UW researchers using gene editing to develop drugs for blindness

gene editing graphicUW-Madison researchers are part of a five-year, $29 million National Institutes of Health grant using gene editing to develop drugs for two rare diseases that cause blindness.

The project aims to use CRISPR technology, which stands for “clustered regularly interspaced short palindromic repeats,” to develop therapies for Best Disease, which affects older people’s central vision, and Leber Congenital Amaurosis, which affects children’s entire vision. The hereditary diseases are currently untreatable.

CRISPR, a “molecular scissors” that cuts DNA at certain locations and deletes or replaces sequences, was discovered in 2012. The method has resulted in few useful drug therapies because it’s hard to modify enough cells and the viral delivery system currently used can have side effects, such as immune reactions, a UW-Madison statement said.

To overcome these limitations, the new project aims to use nanotechnology to develop efficient drug delivery systems.

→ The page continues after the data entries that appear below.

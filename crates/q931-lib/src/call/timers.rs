//! Call timer expiry

use q931_ies::Ie;
use q931_ies::enums::call_state_value::CallStateValue;
use q931_ies::enums::cause_value::CauseValue;
use q931_ies::enums::message_type::MessageType;
use q931_ies::message::Ies;

use crate::Q931Lib;
use crate::call::{CallId, CallTimer};
use crate::ccb::Q931Indication;
use crate::error::Result;

impl Q931Lib {
    pub(crate) fn call_timer_expired(&mut self, call: CallId, timer: CallTimer) -> Result<()> {
        let c = self.get_call(call)?;
        tracing::info!(intf = %c.intf_name, callref = %c.tx_callref(), "call {} {} expired in {}", call, timer, c.state);
        self.indicate(Q931Indication::Timeout { call, timer });

        match timer {
            CallTimer::T301 => self.disconnect_with_cause(call, CauseValue::NoAnswerFromUser),
            // Overlap receiving stalled; the application decides whether the number is complete
            CallTimer::T302 => Ok(()),
            CallTimer::T303 => self.t303_expired(call),
            CallTimer::T304 | CallTimer::T310 | CallTimer::T313 => {
                self.disconnect_with_cause(call, CauseValue::RecoveryOnTimerExpiry)
            }
            CallTimer::T305 | CallTimer::T306 => {
                let c = self.get_call(call)?;
                let cause = match c.disconnect_cause.clone() {
                    Some(cause) => Ie::Cause(cause),
                    None => self.cause_ie(c.intf, CauseValue::RecoveryOnTimerExpiry, None),
                };
                self.start_release(call, Ies::new().with(cause))
            }
            CallTimer::T308 => self.t308_expired(call),
            CallTimer::T309 => {
                self.clear_locally(call, CauseValue::DestinationOutOfOrder);
                Ok(())
            }
            CallTimer::T312 => self.check_broadcast_failed(call),
            CallTimer::T318 => {
                let res = self.release_with_cause(call, CauseValue::RecoveryOnTimerExpiry);
                self.indicate(Q931Indication::ResumeConfirm { call, ies: Ies::new(), ok: false });
                res
            }
            CallTimer::T319 => {
                self.set_call_state(call, CallStateValue::Active);
                self.indicate(Q931Indication::SuspendConfirm { call, ies: Ies::new(), ok: false });
                Ok(())
            }
            CallTimer::T322 => self.t322_expired(call),
        }
    }

    /// SETUP unanswered: send it once more, then give up
    fn t303_expired(&mut self, call: CallId) -> Result<()> {
        let c = self.get_call(call)?;
        let broadcast = c.dlc.is_broadcast() && c.selected_ces.is_none();
        if broadcast && !c.ces.is_empty() {
            // Some terminal responded; T312 and the legs decide
            return self.check_broadcast_failed(call);
        }
        if !c.t303_expired {
            let Some(ies) = c.setup_ies.clone() else { return Ok(()) };
            self.get_call_mut(call)?.t303_expired = true;
            self.call_send(call, MessageType::Setup, ies)?;
            self.start_call_timer(call, CallTimer::T303);
            return Ok(());
        }
        if broadcast {
            // Fails with the cause of a refusing terminal, once T312 is over
            return self.check_broadcast_failed(call);
        }

        let intf = c.intf;
        let ies = Ies::new().with(self.cause_ie(intf, CauseValue::RecoveryOnTimerExpiry, None));
        let res = self.call_send(call, MessageType::ReleaseComplete, ies.clone());
        self.destroy_call(call);
        self.indicate(Q931Indication::Reject { call, ies });
        res
    }

    /// RELEASE unanswered: send it once more, then take the channels out of service and forget the call
    fn t308_expired(&mut self, call: CallId) -> Result<()> {
        let c = self.get_call(call)?;
        if !c.t308_expired {
            let ies = c.release_ies.clone().unwrap_or_default();
            self.get_call_mut(call)?.t308_expired = true;
            self.call_send(call, MessageType::Release, ies)?;
            self.start_call_timer(call, CallTimer::T308);
            return Ok(());
        }
        let intf = c.intf;
        let ies = Ies::new().with(self.cause_ie(intf, CauseValue::RecoveryOnTimerExpiry, None));
        self.channels_to_maintenance(call);
        self.destroy_call(call);
        self.indicate(Q931Indication::ReleaseConfirm { call, ies, timed_out: true });
        Ok(())
    }

    /// STATUS ENQUIRY unanswered
    fn t322_expired(&mut self, call: CallId) -> Result<()> {
        let c = self.get_call(call)?;
        let limit = self.intf(c.intf)?.config.status_enquiry_retransmit_count;
        if c.t322_retries < limit {
            self.get_call_mut(call)?.t322_retries += 1;
            self.call_send(call, MessageType::StatusEnquiry, Ies::new())?;
            self.start_call_timer(call, CallTimer::T322);
            return Ok(());
        }
        self.release_with_cause(call, CauseValue::TemporaryFailure)
    }
}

“The genome editing piece of it is a game changer,” said Krishanu Saha, a professor of biomedical engineering at UW-Madison’s Wisconsin Institute for Discovery. “The opportunity to execute it in a safe and meaningful way for patients, specifically Wisconsin patients currently diagnosed with one of these diseases, would be a nice fulfillment of why we do the work and why it’s publicly funded.”